In a recent interview, Prager outlined how the company is fundamentally repositioning itself as an AI infrastructure player. The move away from Bitcoin mining, he explained, was a direct response to its volatility and unpredictable revenue streams. Instead, TeraWulf is applying the same core skills—securing sites, financing builds, and managing operations—to a new, seemingly insatiable customer: the high-performance computing needs of AI.
"We've repositioned the business around energy infrastructure," Prager said, noting that the company now secures long-term offtake agreements, finances efficiently, and builds facilities for customers like Alphabet Inc.'s Google (GOOGL). The plan is to replicate this model over and over to meet what he sees as relentless demand.
The Long Game in AI Infrastructure
What makes this new gold rush different from the crypto one? For starters, the contracts. Prager describes the AI data center market as still in its early stages, but it's being built on the back of remarkably long-term deals. We're talking 15-year contracts, with options that can stretch out to 25 years. That's a level of visibility and predictability that Bitcoin's wild price swings could never offer.
He also noted that while geopolitical tensions and commodity prices might give other industries heartburn, they've had only a limited impact here. The demand for compute power, and the massive amounts of energy required to feed it, appears rock-solid. TeraWulf's focus is on securing scalable sites and signing up those long-term customers, with expansion underway in Kentucky, New York, Texas, and Maryland.

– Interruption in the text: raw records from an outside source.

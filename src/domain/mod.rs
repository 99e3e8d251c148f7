//! Typed records of the reseller ledger and the storage ports that hold them.

pub mod command;
pub mod installment;
pub mod money;
pub mod ports;
pub mod reseller;
pub mod sale;
pub mod settlement;
pub mod tier;
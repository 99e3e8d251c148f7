use super::installment::{InstallmentEntry, InstallmentPlan};
use super::money::Money;
use chrono::{DateTime, Utc};
use serde::{Deserialize, Serialize};

#[derive(Debug, Serialize, Deserialize, PartialEq, Eq, Clone, Copy, Default)]
#[serde(rename_all = "lowercase")]
pub enum PaymentStatus {
    #[default]
    Pending,
    Installment,
    Paid,
}

#[derive(Debug, Serialize, Deserialize, PartialEq, Eq, Clone, Copy, Default)]
#[serde(rename_all = "lowercase")]
pub enum PaymentMethod {
    Cash,
    Pix,
    Credit,
    Debit,
    #[default]
    #[serde(other)]
    Other,
}

/// How a sale is being paid for.
#[derive(Debug, Serialize, Deserialize, PartialEq, Clone)]
pub struct Payment {
    #[serde(default)]
    pub method: PaymentMethod,
    /// `None` when paid in full.
    #[serde(default)]
    pub plan: Option<InstallmentPlan>,
    #[serde(default)]
    pub installments: Vec<InstallmentEntry>,
    pub registered_at: DateTime<Utc>,
}

impl Payment {
    pub fn in_full(method: PaymentMethod, registered_at: DateTime<Utc>) -> Self {
        Self {
            method,
            plan: None,
            installments: Vec::new(),
            registered_at,
        }
    }

    pub fn in_installments(
        method: PaymentMethod,
        plan: InstallmentPlan,
        installments: Vec<InstallmentEntry>,
        registered_at: DateTime<Utc>,
    ) -> Self {
        Self {
            method,
            plan: Some(plan),
            installments,
            registered_at,
        }
    }

    /// Restores the explicit installment list for payments persisted with only
    /// their plan terms.
    pub fn normalize(&mut self) {
        if let Some(plan) = self.plan
            && self.installments.is_empty()
            && plan.original_count > 0
        {
            self.installments = InstallmentEntry::expand_legacy(plan.original_count, plan.base_value);
        }
    }

    /// Sum of what pending installments still owe.
    pub fn outstanding(&self) -> Money {
        self.installments
            .iter()
            .filter(|e| !e.is_paid())
            .map(|e| e.value)
            .sum()
    }
}

/// A product sold by a reseller to a client.
#[derive(Debug, Serialize, Deserialize, PartialEq, Clone)]
pub struct Sale {
    pub id: u32,
    pub reseller: u32,
    #[serde(default)]
    pub client: Option<String>,
    pub price: Money,
    #[serde(default)]
    pub sold_at: Option<DateTime<Utc>>,
    #[serde(default)]
    pub payment_status: PaymentStatus,
    #[serde(default)]
    pub payment: Option<Payment>,
    /// Number of the settlement that captured this sale.
    #[serde(default)]
    pub settlement: Option<u32>,
    /// Set once that settlement is completed.
    #[serde(default)]
    pub settled: bool,
    /// Portion of the price taken out of the reseller's stock value.
    #[serde(default)]
    pub stock_deducted: Money,
}

impl Sale {
    pub fn new(id: u32, reseller: u32, price: Money) -> Self {
        Self {
            id,
            reseller,
            client: None,
            price,
            sold_at: None,
            payment_status: PaymentStatus::Pending,
            payment: None,
            settlement: None,
            settled: false,
            stock_deducted: Money::ZERO,
        }
    }

    /// Sales not yet captured by any settlement count towards the running totals.
    pub fn is_open(&self) -> bool {
        self.settlement.is_none()
    }

    /// What the client still owes on this sale.
    pub fn receivable(&self) -> Money {
        match (&self.payment_status, &self.payment) {
            (PaymentStatus::Paid, _) => Money::ZERO,
            (_, Some(payment)) if payment.plan.is_some() => payment.outstanding(),
            _ => self.price,
        }
    }
}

Bring Your Own Power Plant
Here's where TeraWulf's energy background really comes into play. Prager pointed to a major shift in the market toward a "bring your own generation" model. As regulators and governments grow wary of data centers spiking electricity costs for everyday consumers, the pressure is on these facilities to supply their own power.
That's right—if you want to run a giant AI data center, you might just have to build the power plant next door. TeraWulf, with its experience in building and operating power assets, is leaning into this trend. At its Maryland site, for example, the company has committed to generating its own electricity for its data center, with plans to send any excess back to the grid. It's a neat trick: becoming both a major consumer and a potential supplier of power.